DATASET EXCERPTS:
------------

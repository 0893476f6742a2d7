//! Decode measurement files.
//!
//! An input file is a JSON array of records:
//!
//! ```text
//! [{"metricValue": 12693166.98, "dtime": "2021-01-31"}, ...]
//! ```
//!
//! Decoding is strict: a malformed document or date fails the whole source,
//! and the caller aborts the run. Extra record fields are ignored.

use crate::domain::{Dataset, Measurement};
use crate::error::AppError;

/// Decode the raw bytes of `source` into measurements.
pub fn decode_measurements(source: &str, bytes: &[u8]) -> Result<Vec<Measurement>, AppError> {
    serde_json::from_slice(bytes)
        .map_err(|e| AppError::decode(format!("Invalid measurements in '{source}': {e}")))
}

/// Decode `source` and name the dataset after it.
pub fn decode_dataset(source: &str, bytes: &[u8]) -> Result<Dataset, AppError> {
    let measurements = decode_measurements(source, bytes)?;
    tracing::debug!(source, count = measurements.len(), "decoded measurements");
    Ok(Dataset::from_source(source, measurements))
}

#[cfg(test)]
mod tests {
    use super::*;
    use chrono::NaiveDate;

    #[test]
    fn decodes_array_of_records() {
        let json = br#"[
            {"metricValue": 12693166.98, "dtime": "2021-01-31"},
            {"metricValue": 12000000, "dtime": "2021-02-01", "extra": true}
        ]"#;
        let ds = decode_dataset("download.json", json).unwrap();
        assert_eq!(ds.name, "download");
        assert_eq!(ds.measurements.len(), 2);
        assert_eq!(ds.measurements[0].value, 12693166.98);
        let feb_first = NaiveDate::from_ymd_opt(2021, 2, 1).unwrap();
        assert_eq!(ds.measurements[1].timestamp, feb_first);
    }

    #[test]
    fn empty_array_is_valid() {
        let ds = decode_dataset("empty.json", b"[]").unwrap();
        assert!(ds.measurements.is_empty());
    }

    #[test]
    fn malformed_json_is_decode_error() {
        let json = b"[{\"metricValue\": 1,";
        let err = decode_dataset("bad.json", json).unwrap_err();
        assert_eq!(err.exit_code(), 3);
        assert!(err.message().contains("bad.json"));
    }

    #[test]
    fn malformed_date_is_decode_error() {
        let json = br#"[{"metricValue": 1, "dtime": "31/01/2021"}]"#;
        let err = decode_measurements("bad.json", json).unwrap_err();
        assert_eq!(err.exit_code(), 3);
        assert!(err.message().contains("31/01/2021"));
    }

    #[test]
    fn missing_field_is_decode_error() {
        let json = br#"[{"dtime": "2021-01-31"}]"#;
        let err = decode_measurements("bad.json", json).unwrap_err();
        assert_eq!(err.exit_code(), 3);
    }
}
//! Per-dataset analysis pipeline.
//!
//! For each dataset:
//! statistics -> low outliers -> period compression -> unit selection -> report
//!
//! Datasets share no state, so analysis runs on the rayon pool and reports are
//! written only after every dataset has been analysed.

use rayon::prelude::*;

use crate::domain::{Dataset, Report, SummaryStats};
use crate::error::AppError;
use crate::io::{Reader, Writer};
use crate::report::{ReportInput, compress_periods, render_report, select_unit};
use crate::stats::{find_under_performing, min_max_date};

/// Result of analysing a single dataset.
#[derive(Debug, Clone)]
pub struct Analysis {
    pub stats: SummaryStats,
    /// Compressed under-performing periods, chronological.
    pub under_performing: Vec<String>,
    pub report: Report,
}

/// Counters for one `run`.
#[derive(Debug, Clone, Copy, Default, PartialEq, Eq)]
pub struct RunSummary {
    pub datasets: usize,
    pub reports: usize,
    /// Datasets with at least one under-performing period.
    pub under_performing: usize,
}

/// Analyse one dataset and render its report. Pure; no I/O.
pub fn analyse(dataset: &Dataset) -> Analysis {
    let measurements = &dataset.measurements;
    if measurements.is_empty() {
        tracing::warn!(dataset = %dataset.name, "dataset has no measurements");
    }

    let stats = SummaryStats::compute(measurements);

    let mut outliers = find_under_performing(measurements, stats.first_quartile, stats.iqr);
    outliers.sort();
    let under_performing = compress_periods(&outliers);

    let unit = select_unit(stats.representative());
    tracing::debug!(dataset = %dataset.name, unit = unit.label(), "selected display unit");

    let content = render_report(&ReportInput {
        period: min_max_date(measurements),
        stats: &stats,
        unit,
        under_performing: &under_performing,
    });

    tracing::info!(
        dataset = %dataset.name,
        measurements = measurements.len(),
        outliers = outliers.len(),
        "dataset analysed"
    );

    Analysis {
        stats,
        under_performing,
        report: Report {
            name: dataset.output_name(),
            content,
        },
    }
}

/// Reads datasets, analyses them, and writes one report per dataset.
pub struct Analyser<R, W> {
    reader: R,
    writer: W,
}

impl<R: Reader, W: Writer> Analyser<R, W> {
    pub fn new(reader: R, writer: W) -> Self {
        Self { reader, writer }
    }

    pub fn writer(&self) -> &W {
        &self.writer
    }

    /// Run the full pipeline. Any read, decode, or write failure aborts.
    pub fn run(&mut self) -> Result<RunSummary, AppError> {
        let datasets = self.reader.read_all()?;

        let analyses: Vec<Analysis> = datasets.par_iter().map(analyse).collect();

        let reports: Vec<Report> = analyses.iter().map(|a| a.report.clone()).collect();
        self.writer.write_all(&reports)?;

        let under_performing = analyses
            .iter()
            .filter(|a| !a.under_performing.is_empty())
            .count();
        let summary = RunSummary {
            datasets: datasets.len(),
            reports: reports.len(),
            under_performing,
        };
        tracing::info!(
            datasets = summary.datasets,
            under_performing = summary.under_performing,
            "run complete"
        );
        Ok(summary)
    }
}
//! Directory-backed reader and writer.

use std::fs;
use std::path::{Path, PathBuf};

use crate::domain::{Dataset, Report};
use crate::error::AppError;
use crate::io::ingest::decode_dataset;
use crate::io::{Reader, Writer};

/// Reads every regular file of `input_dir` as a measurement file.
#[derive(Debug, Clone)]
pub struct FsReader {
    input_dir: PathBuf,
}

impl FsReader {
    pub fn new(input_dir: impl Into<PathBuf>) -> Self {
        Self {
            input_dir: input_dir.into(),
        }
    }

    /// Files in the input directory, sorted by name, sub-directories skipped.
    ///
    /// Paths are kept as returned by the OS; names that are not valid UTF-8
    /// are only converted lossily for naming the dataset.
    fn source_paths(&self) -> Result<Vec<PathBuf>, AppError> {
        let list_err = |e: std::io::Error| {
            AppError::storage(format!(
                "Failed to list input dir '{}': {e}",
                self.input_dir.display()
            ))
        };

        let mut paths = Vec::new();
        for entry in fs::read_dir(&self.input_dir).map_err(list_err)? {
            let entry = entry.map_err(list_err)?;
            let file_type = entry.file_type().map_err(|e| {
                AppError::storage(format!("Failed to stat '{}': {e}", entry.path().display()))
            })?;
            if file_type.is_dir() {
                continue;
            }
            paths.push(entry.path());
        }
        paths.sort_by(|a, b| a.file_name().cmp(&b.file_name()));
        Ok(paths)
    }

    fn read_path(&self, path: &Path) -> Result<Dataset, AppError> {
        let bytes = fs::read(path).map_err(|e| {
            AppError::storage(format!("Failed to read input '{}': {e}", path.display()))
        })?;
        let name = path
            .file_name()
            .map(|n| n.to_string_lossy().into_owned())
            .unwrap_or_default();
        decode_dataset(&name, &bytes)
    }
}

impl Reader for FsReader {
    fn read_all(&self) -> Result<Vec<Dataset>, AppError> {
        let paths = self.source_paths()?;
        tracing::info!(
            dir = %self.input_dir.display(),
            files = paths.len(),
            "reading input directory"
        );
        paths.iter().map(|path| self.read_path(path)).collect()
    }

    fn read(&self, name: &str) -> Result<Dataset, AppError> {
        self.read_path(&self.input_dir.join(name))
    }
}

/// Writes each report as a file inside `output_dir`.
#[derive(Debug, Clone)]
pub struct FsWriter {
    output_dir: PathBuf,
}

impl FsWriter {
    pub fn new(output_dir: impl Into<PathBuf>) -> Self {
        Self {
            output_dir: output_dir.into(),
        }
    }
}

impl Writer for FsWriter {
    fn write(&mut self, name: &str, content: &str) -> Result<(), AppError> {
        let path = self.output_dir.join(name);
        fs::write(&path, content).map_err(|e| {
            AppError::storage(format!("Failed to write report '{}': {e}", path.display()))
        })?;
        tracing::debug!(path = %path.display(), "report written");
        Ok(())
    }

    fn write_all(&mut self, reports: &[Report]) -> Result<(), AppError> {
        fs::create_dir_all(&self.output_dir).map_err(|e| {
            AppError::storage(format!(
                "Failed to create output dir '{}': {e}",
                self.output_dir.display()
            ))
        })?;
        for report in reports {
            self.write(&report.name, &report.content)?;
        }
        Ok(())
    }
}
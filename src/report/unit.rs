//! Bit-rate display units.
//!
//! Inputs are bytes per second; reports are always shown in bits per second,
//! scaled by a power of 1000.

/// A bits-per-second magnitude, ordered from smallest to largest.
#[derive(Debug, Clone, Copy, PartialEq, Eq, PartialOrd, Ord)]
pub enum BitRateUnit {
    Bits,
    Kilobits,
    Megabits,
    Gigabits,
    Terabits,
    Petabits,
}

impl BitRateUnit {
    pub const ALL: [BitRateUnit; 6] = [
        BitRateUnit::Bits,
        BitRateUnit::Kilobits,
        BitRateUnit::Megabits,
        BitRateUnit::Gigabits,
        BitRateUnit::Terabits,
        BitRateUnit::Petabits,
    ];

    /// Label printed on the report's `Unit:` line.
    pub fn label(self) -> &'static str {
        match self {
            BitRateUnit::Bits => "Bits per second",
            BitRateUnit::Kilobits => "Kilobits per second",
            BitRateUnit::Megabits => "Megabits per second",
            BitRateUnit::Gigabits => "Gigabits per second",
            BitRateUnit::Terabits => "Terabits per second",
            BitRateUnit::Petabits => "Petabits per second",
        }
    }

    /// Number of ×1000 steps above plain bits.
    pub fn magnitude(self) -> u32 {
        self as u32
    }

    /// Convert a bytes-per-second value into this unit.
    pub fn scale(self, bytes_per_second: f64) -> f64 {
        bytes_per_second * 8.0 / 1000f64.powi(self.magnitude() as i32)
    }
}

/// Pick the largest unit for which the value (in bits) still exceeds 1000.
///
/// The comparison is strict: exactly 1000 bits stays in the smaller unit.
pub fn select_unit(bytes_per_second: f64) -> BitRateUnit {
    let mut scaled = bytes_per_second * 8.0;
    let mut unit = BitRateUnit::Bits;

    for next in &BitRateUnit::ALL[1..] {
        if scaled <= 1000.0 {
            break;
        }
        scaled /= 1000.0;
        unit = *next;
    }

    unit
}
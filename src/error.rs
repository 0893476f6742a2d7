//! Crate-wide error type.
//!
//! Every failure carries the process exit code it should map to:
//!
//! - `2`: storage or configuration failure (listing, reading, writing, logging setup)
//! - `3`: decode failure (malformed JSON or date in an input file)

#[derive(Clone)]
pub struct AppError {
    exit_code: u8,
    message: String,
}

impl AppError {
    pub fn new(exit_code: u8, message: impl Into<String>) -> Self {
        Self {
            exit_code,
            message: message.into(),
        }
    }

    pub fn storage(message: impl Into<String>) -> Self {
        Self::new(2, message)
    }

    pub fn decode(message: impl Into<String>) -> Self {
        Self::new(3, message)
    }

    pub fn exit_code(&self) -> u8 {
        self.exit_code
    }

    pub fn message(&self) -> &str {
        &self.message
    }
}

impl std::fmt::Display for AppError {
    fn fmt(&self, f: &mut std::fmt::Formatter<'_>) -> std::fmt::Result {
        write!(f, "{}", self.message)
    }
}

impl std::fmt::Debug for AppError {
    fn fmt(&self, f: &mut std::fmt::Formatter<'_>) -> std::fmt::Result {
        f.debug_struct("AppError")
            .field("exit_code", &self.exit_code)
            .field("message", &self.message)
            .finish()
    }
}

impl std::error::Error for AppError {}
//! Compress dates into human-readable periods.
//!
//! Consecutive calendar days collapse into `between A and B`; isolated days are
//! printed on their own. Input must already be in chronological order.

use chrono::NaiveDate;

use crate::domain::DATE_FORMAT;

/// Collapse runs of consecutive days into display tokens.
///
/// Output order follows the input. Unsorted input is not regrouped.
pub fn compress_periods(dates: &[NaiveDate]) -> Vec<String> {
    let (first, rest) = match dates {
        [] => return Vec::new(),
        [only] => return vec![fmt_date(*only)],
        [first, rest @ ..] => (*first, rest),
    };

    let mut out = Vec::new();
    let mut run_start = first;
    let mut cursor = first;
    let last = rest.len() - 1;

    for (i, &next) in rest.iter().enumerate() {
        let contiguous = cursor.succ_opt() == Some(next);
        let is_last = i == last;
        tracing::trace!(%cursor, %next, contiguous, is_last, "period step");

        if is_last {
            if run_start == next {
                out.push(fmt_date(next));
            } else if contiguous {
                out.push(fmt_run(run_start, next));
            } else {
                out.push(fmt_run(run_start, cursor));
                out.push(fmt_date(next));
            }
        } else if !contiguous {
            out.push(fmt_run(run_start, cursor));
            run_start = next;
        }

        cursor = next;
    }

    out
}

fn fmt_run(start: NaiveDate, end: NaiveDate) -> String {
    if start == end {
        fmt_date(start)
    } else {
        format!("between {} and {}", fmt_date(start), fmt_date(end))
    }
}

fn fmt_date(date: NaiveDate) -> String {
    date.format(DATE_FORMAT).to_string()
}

------------

State how many lines of the listing include "Copy", and nothing more.

EXERCISE SOLUTION: 2